# Problem to solve:
Search the listing for the word "Ordering" and copy every line where it turns up.
START Data for processing
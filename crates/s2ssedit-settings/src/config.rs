//! Configuration for S2-SSEdit.
//!
//! Supports JSON and TOML files stored in the platform config directory.
//!
//! Configuration is organized into sections:
//! - Bundle settings (stream file names, last opened directory)
//! - Editor preferences (grid snap, insertion shapes, viewport, object limit)

use crate::error::{ConfigError, SettingsError, SettingsResult};
use s2ssedit_core::{LevelBundle, DEFAULT_LAYOUT_FILE, DEFAULT_MAX_OBJECTS, DEFAULT_OBJECT_FILE};
use s2ssedit_editor::{InsertMode, SessionOptions};
use serde::{Deserialize, Serialize};
use std::path::{Path, PathBuf};

/// Directory name under the platform config directory.
pub const APP_DIR_NAME: &str = "s2ssedit";

/// File name of the default config file.
pub const CONFIG_FILE_NAME: &str = "config.toml";

/// Upper bound for the visible row count.
const MAX_VISIBLE_ROWS: i32 = 0x400;

/// Where the special stage data lives inside a disassembly.
#[derive(Debug, Clone, PartialEq, Eq, Serialize, Deserialize)]
#[serde(default)]
pub struct BundleSettings {
    /// File name of the object location stream
    pub object_file: String,
    /// File name of the layout stream
    pub layout_file: String,
    /// Last opened bundle directory
    pub last_dir: Option<PathBuf>,
}

impl Default for BundleSettings {
    fn default() -> Self {
        Self {
            object_file: DEFAULT_OBJECT_FILE.to_string(),
            layout_file: DEFAULT_LAYOUT_FILE.to_string(),
            last_dir: None,
        }
    }
}

/// Editing preferences.
#[derive(Debug, Clone, PartialEq, Eq, Serialize, Deserialize)]
#[serde(default)]
pub struct EditorSettings {
    /// Snap angles to the 4-step grid
    pub snap_to_grid: bool,
    /// Shape drawn in ring insertion mode
    pub ring_mode: InsertMode,
    /// Shape drawn in bomb insertion mode
    pub bomb_mode: InsertMode,
    /// Rows visible at once in the stage view
    pub visible_rows: i32,
    /// Objects per segment before the game starts dropping sprites
    pub max_objects_per_segment: u16,
}

impl Default for EditorSettings {
    fn default() -> Self {
        Self {
            snap_to_grid: true,
            ring_mode: InsertMode::Single,
            bomb_mode: InsertMode::Single,
            visible_rows: 32,
            max_objects_per_segment: DEFAULT_MAX_OBJECTS,
        }
    }
}

impl From<&EditorSettings> for SessionOptions {
    fn from(settings: &EditorSettings) -> Self {
        Self {
            snap_to_grid: settings.snap_to_grid,
            ring_mode: settings.ring_mode,
            bomb_mode: settings.bomb_mode,
            visible_rows: settings.visible_rows,
            max_objects_per_segment: settings.max_objects_per_segment,
        }
    }
}

/// Complete application configuration.
#[derive(Debug, Clone, PartialEq, Eq, Serialize, Deserialize, Default)]
#[serde(default)]
pub struct Config {
    /// Bundle settings
    pub bundle: BundleSettings,
    /// Editor preferences
    pub editor: EditorSettings,
}

/// File format picked from a path's extension.
#[derive(Debug, Clone, Copy, PartialEq, Eq)]
enum Format {
    Json,
    Toml,
}

impl Format {
    fn of(path: &Path) -> Result<Self, ConfigError> {
        match path.extension().and_then(|ext| ext.to_str()) {
            Some("json") => Ok(Self::Json),
            Some("toml") => Ok(Self::Toml),
            other => Err(ConfigError::UnsupportedFormat(
                other.unwrap_or_default().to_string(),
            )),
        }
    }
}

impl Config {
    /// Create new config with defaults
    pub fn new() -> Self {
        Self::default()
    }

    /// Default config file path, `<config dir>/s2ssedit/config.toml`.
    pub fn default_path() -> SettingsResult<PathBuf> {
        let mut path = dirs::config_dir().ok_or_else(|| {
            SettingsError::ConfigDirectory("no platform config directory".to_string())
        })?;
        path.push(APP_DIR_NAME);
        path.push(CONFIG_FILE_NAME);
        Ok(path)
    }

    /// Load config from file (JSON or TOML)
    pub fn load_from_file(path: &Path) -> SettingsResult<Self> {
        let format = Format::of(path)?;
        let content = std::fs::read_to_string(path).map_err(|e| {
            SettingsError::LoadError(format!("cannot read {}: {e}", path.display()))
        })?;
        let config: Self = match format {
            Format::Json => serde_json::from_str(&content)?,
            Format::Toml => toml::from_str(&content)?,
        };
        config.validate()?;
        tracing::info!(path = %path.display(), "loaded settings");
        Ok(config)
    }

    /// Loads `path`, or the defaults when it does not exist yet.
    pub fn load_or_default(path: &Path) -> SettingsResult<Self> {
        if path.exists() {
            Self::load_from_file(path)
        } else {
            tracing::debug!(path = %path.display(), "no settings file, using defaults");
            Ok(Self::default())
        }
    }

    /// Save config to file (JSON or TOML), creating parent directories.
    pub fn save_to_file(&self, path: &Path) -> SettingsResult<()> {
        self.validate()?;
        let content = match Format::of(path)? {
            Format::Json => serde_json::to_string_pretty(self)?,
            Format::Toml => toml::to_string_pretty(self)?,
        };
        if let Some(parent) = path.parent().filter(|p| !p.as_os_str().is_empty()) {
            std::fs::create_dir_all(parent).map_err(|e| {
                SettingsError::SaveError(format!("cannot create {}: {e}", parent.display()))
            })?;
        }
        std::fs::write(path, content)?;
        tracing::info!(path = %path.display(), "saved settings");
        Ok(())
    }

    /// Validate configuration
    pub fn validate(&self) -> Result<(), ConfigError> {
        if self.bundle.object_file.trim().is_empty() {
            return Err(ConfigError::EmptyValue("bundle.object_file".to_string()));
        }
        if self.bundle.layout_file.trim().is_empty() {
            return Err(ConfigError::EmptyValue("bundle.layout_file".to_string()));
        }
        if !(1..=MAX_VISIBLE_ROWS).contains(&self.editor.visible_rows) {
            return Err(ConfigError::ValueOutOfRange {
                key: "editor.visible_rows".to_string(),
                value: self.editor.visible_rows.to_string(),
            });
        }
        if self.editor.max_objects_per_segment == 0 {
            return Err(ConfigError::ValueOutOfRange {
                key: "editor.max_objects_per_segment".to_string(),
                value: "0".to_string(),
            });
        }
        Ok(())
    }

    /// Bundle rooted at `dir` using the configured stream file names.
    pub fn bundle_at(&self, dir: impl Into<PathBuf>) -> LevelBundle {
        LevelBundle::new(dir).with_file_names(&self.bundle.object_file, &self.bundle.layout_file)
    }

    /// Remembers a bundle directory as the last one opened.
    pub fn set_last_dir(&mut self, dir: impl Into<PathBuf>) {
        self.bundle.last_dir = Some(dir.into());
    }

    /// Session tunables from the editor section.
    pub fn session_options(&self) -> SessionOptions {
        SessionOptions::from(&self.editor)
    }
}
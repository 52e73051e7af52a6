use crate::common::{bomb, file_with, ring, set, stage_objects};
use s2ssedit_core::{Geometry, ObjectKind, ObjectSet, SegmentFlags, Terminator};
use s2ssedit_editor::{EditCommand, EditorError, History};

#[test]
fn test_repeated_segment_edit_deletes_entry() {
    let mut file = file_with(1, &[]);
    let mut history = History::new();
    let old = SegmentFlags::default();
    let flipped = SegmentFlags { flip: true, ..old };

    history.do_action(&mut file, EditCommand::alter_segment(0, 0, old, flipped));
    assert_eq!(history.undo_count(), 1);

    history.do_action(&mut file, EditCommand::alter_segment(0, 0, flipped, flipped));
    assert_eq!(history.undo_count(), 0);
    assert!(file.stage(0).unwrap().segment(0).unwrap().flip());
}

#[test]
fn test_consecutive_segment_edits_collapse() {
    let mut file = file_with(2, &[]);
    let mut history = History::new();
    let original = SegmentFlags::default();
    let step1 = SegmentFlags {
        terminator: Terminator::Checkpoint,
        ..original
    };
    let step2 = SegmentFlags {
        geometry: Geometry::TurnThenDrop,
        ..step1
    };

    history.do_action(&mut file, EditCommand::alter_segment(0, 1, original, step1));
    history.do_action(&mut file, EditCommand::alter_segment(0, 1, step1, step2));
    assert_eq!(history.undo_count(), 1);
    assert_eq!(file.stage(0).unwrap().segment(1).unwrap().flags(), step2);

    let mut selection = ObjectSet::new();
    history.undo(&mut file, &mut selection).unwrap();
    assert_eq!(file.stage(0).unwrap().segment(1).unwrap().flags(), original);
}

#[test]
fn test_segment_edits_on_different_segments_stay_separate() {
    let mut file = file_with(2, &[]);
    let mut history = History::new();
    let old = SegmentFlags::default();
    let new = SegmentFlags { flip: true, ..old };
    history.do_action(&mut file, EditCommand::alter_segment(0, 0, old, new));
    history.do_action(&mut file, EditCommand::alter_segment(0, 1, old, new));
    assert_eq!(history.undo_count(), 2);
}

#[test]
fn test_move_there_and_back_cancels() {
    let a = set(&[ring(0, 1, 0x10), bomb(0, 2, 0x20)]);
    let b = set(&[ring(0, 5, 0x10), bomb(0, 6, 0x20)]);
    let mut file = file_with(1, &a.iter().copied().collect::<Vec<_>>());
    let before = file.clone();
    let mut history = History::new();

    history.do_action(&mut file, EditCommand::move_objects(0, a.clone(), b.clone()));
    assert_eq!(stage_objects(&file, 0), b);
    history.do_action(&mut file, EditCommand::move_objects(0, b, a));
    assert!(!history.can_undo());
    assert_eq!(file, before);
}

#[test]
fn test_move_chain_splices() {
    let a = set(&[ring(0, 1, 0x10)]);
    let b = set(&[ring(0, 2, 0x10)]);
    let c = set(&[ring(0, 3, 0x14)]);
    let mut file = file_with(1, &[ring(0, 1, 0x10)]);
    let before = file.clone();
    let mut history = History::new();

    history.do_action(&mut file, EditCommand::move_objects(0, a.clone(), b.clone()));
    history.do_action(&mut file, EditCommand::move_objects(0, b, c.clone()));
    assert_eq!(history.undo_count(), 1);
    assert_eq!(stage_objects(&file, 0), c);

    let mut selection = ObjectSet::new();
    history.undo(&mut file, &mut selection).unwrap();
    assert_eq!(file, before);
    assert_eq!(selection, a);
}

#[test]
fn test_retype_back_and_forth_cancels() {
    let rings = set(&[ring(0, 0, 0), ring(0, 1, 8)]);
    let bombs: ObjectSet = rings.iter().map(|o| o.with_kind(ObjectKind::Bomb)).collect();
    let mut file = file_with(1, &rings.iter().copied().collect::<Vec<_>>());
    let before = file.clone();
    let mut history = History::new();

    history.do_action(&mut file, EditCommand::alter_selection(0, ObjectKind::Bomb, rings.clone()));
    history.do_action(&mut file, EditCommand::alter_selection(0, ObjectKind::Ring, bombs));
    assert_eq!(history.undo_count(), 0);
    assert_eq!(file, before);
}

#[test]
fn test_retype_twice_merges() {
    let rings = set(&[ring(0, 0, 0)]);
    let bombs: ObjectSet = rings.iter().map(|o| o.with_kind(ObjectKind::Bomb)).collect();
    let mut file = file_with(1, &[ring(0, 0, 0)]);
    let before = file.clone();
    let mut history = History::new();

    history.do_action(&mut file, EditCommand::alter_selection(0, ObjectKind::Bomb, rings));
    history.do_action(&mut file, EditCommand::alter_selection(0, ObjectKind::Bomb, bombs));
    assert_eq!(history.undo_count(), 1);

    let mut selection = ObjectSet::new();
    history.undo(&mut file, &mut selection).unwrap();
    assert_eq!(file, before);
}

#[test]
fn test_insert_with_replace_never_merges() {
    let mut file = file_with(1, &[]);
    let mut history = History::new();
    let first = set(&[ring(0, 0, 0)]);
    history.do_action(&mut file, EditCommand::insert_objects_ex(0, ObjectSet::new(), first.clone()));
    history.do_action(&mut file, EditCommand::insert_objects_ex(0, first, set(&[ring(0, 1, 0)])));
    assert_eq!(history.undo_count(), 2);
}

#[test]
fn test_undo_redo_cycle() {
    let mut file = file_with(1, &[]);
    let before = file.clone();
    let mut history = History::new();
    let objects = set(&[ring(0, 3, 0x40)]);

    history.do_action(&mut file, EditCommand::insert_objects(0, objects.clone()));
    let after = file.clone();
    let mut selection = ObjectSet::new();

    history.undo(&mut file, &mut selection).unwrap();
    assert_eq!(file, before);
    assert!(selection.is_empty());
    assert!(history.can_redo());
    assert_eq!(history.peek_redo().map(EditCommand::name), Some("Insert objects"));

    history.redo(&mut file, &mut selection).unwrap();
    assert_eq!(file, after);
    assert_eq!(selection, objects);
    assert!(!history.can_redo());
}

#[test]
fn test_new_action_clears_redo() {
    let mut file = file_with(1, &[]);
    let mut history = History::new();
    let mut selection = ObjectSet::new();
    history.do_action(&mut file, EditCommand::insert_objects(0, set(&[ring(0, 0, 0)])));
    history.undo(&mut file, &mut selection).unwrap();
    assert_eq!(history.redo_count(), 1);
    history.do_action(&mut file, EditCommand::insert_objects(0, set(&[ring(0, 1, 0)])));
    assert_eq!(history.redo_count(), 0);
}

#[test]
fn test_empty_stacks() {
    let mut file = file_with(1, &[]);
    let mut history = History::new();
    let mut selection = ObjectSet::new();
    assert_eq!(
        history.undo(&mut file, &mut selection),
        Err(EditorError::NothingToUndo)
    );
    assert_eq!(
        history.redo(&mut file, &mut selection),
        Err(EditorError::NothingToRedo)
    );
}

#[test]
fn test_clear() {
    let mut file = file_with(1, &[]);
    let mut history = History::new();
    history.do_action(&mut file, EditCommand::insert_objects(0, set(&[ring(0, 0, 0)])));
    history.clear();
    assert!(!history.can_undo());
    assert!(!history.can_redo());
    assert!(history.peek_undo().is_none());
}
//! Placed objects and object sets.

use serde::{Deserialize, Serialize};
use std::cmp::Ordering;
use std::collections::BTreeSet;

/// Kind of a placed object.
#[derive(Debug, Clone, Copy, PartialEq, Eq, Hash, Default, Serialize, Deserialize)]
#[serde(rename_all = "lowercase")]
pub enum ObjectKind {
    #[default]
    Ring,
    Bomb,
}

impl ObjectKind {
    /// Bit that distinguishes bombs from rings in an object byte.
    pub const ITEM_MASK: u8 = 0x40;

    /// Returns the kind bit as stored in the object stream.
    pub fn bits(self) -> u8 {
        match self {
            Self::Ring => 0x00,
            Self::Bomb => Self::ITEM_MASK,
        }
    }

    /// Extracts the kind from an object byte.
    pub fn from_bits(byte: u8) -> Self {
        if byte & Self::ITEM_MASK != 0 {
            Self::Bomb
        } else {
            Self::Ring
        }
    }

    /// The other kind.
    pub fn toggled(self) -> Self {
        match self {
            Self::Ring => Self::Bomb,
            Self::Bomb => Self::Ring,
        }
    }
}

impl std::fmt::Display for ObjectKind {
    fn fmt(&self, f: &mut std::fmt::Formatter<'_>) -> std::fmt::Result {
        match self {
            Self::Ring => write!(f, "ring"),
            Self::Bomb => write!(f, "bomb"),
        }
    }
}

/// Identifies a ring or bomb at a stage-relative location.
///
/// Objects order and compare by `(segment, position, angle)` only, so a set of
/// objects holds at most one entry per location. Use [`Object::matches`] when
/// the kind must agree as well.
#[derive(Debug, Clone, Copy, Serialize, Deserialize)]
pub struct Object {
    segment: usize,
    position: u8,
    angle: u8,
    kind: ObjectKind,
}

impl Object {
    /// Creates a new object.
    pub fn new(segment: usize, position: u8, angle: u8, kind: ObjectKind) -> Self {
        Self {
            segment,
            position,
            angle,
            kind,
        }
    }

    pub fn segment(&self) -> usize {
        self.segment
    }

    /// Row inside the segment.
    pub fn position(&self) -> u8 {
        self.position
    }

    pub fn angle(&self) -> u8 {
        self.angle
    }

    pub fn kind(&self) -> ObjectKind {
        self.kind
    }

    /// Same location with a different kind.
    pub fn with_kind(self, kind: ObjectKind) -> Self {
        Self { kind, ..self }
    }

    /// Same kind at a different location.
    pub fn relocated(self, segment: usize, position: u8, angle: u8) -> Self {
        Self {
            segment,
            position,
            angle,
            ..self
        }
    }

    /// True when both location and kind agree.
    pub fn matches(&self, other: &Object) -> bool {
        self == other && self.kind == other.kind
    }
}

impl PartialEq for Object {
    fn eq(&self, other: &Self) -> bool {
        self.cmp(other) == Ordering::Equal
    }
}

impl Eq for Object {}

impl PartialOrd for Object {
    fn partial_cmp(&self, other: &Self) -> Option<Ordering> {
        Some(self.cmp(other))
    }
}

impl Ord for Object {
    fn cmp(&self, other: &Self) -> Ordering {
        (self.segment, self.position, self.angle).cmp(&(
            other.segment,
            other.position,
            other.angle,
        ))
    }
}

/// Ordered set of objects, one per location.
pub type ObjectSet = BTreeSet<Object>;

/// True when both sets hold the same locations with the same kinds.
pub fn sets_match(lhs: &ObjectSet, rhs: &ObjectSet) -> bool {
    lhs.len() == rhs.len() && lhs.iter().zip(rhs.iter()).all(|(a, b)| a.matches(b))
}
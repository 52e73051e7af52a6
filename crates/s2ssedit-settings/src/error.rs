//! Error types for the settings crate.

use std::io;
use thiserror::Error;

/// Errors that can occur during settings operations.
#[derive(Error, Debug)]
pub enum SettingsError {
    /// The configuration file could not be loaded.
    #[error("Failed to load settings: {0}")]
    LoadError(String),

    /// The configuration file could not be saved.
    #[error("Failed to save settings: {0}")]
    SaveError(String),

    /// The configuration directory could not be found or created.
    #[error("Config directory error: {0}")]
    ConfigDirectory(String),

    /// I/O error during file operations.
    #[error("I/O error: {0}")]
    IoError(#[from] io::Error),

    /// JSON serialization/deserialization error.
    #[error("JSON error: {0}")]
    JsonError(#[from] serde_json::Error),

    /// TOML parse error.
    #[error("TOML error: {0}")]
    TomlError(#[from] toml::de::Error),

    /// TOML serialization error.
    #[error("TOML error: {0}")]
    TomlSerError(#[from] toml::ser::Error),

    /// A configuration validation error occurred.
    #[error("Config error: {0}")]
    Config(#[from] ConfigError),
}

/// Errors related to configuration validation.
#[derive(Error, Debug, Clone, PartialEq, Eq)]
pub enum ConfigError {
    /// The configuration file format is not supported.
    #[error("Unsupported config format: {0}")]
    UnsupportedFormat(String),

    /// A configuration value is out of valid range.
    #[error("Value out of range for '{key}': {value}")]
    ValueOutOfRange { key: String, value: String },

    /// A required value is empty.
    #[error("Empty value for '{0}'")]
    EmptyValue(String),
}

/// Result type alias for settings operations.
pub type SettingsResult<T> = Result<T, SettingsError>;

/// Result type alias for configuration operations.
pub type ConfigResult<T> = Result<T, ConfigError>;
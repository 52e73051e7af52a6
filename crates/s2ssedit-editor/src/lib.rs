//! # S2-SSEdit Editor
//!
//! Editing layer on top of `s2ssedit-core`.
//!
//! ## Components
//!
//! - **Position Index**: maps a stage's segments onto one flat row axis
//! - **Commands**: reversible, mergeable edits of the object file
//! - **History**: undo/redo stacks with merge-on-push
//! - **Placement**: ring and bomb shape generators and box selection
//! - **Clipboard**: byte payload for copy/paste and drag-and-drop
//! - **Session**: headless editor state driven by pointer and menu events
//!
//! ```text
//! EditorSession
//!   ├── ObjectFile (document)
//!   ├── History ── EditCommand
//!   ├── PositionIndex
//!   └── placement / clipboard
//! ```
//!
//! ## Usage
//!
//! ```rust,ignore
//! use s2ssedit_editor::{EditorSession, EditMode, GridPoint, PointerButton};
//!
//! let mut session = EditorSession::new(file);
//! session.set_mode(EditMode::InsertRing);
//! session.press(GridPoint::new(3, 0x10), false);
//! session.release(GridPoint::new(3, 0x10), PointerButton::Primary)?;
//! session.undo()?;
//! ```

pub mod clipboard;
pub mod commands;
pub mod error;
pub mod history;
pub mod placement;
pub mod position_index;
pub mod session;

pub use clipboard::{decode_payload, encode_payload, PAYLOAD_TYPE};
pub use commands::{
    AlterSegment, AlterSelection, EditCommand, MergeResult, MoveDirection, MoveObjects,
    MoveSegment, MoveStage, ObjectsEdit, SegmentEdit, StageEdit,
};
pub use error::{EditorError, EditorResult};
pub use history::History;
pub use placement::{
    angle_normal, angle_simple, angle_step, box_select, generate, GridPoint, Gesture, InsertMode,
};
pub use position_index::PositionIndex;
pub use session::{
    EditMode, EditorSession, Nudge, PointerButton, SessionOptions, SessionStatus, SyncPhase,
};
END Data for processing
# Reply to the task:
use std::cmp::Ordering;
        self.cmp(other) == Ordering::Equal
    fn partial_cmp(&self, other: &Self) -> Option<Ordering> {
    fn cmp(&self, other: &Self) -> Ordering {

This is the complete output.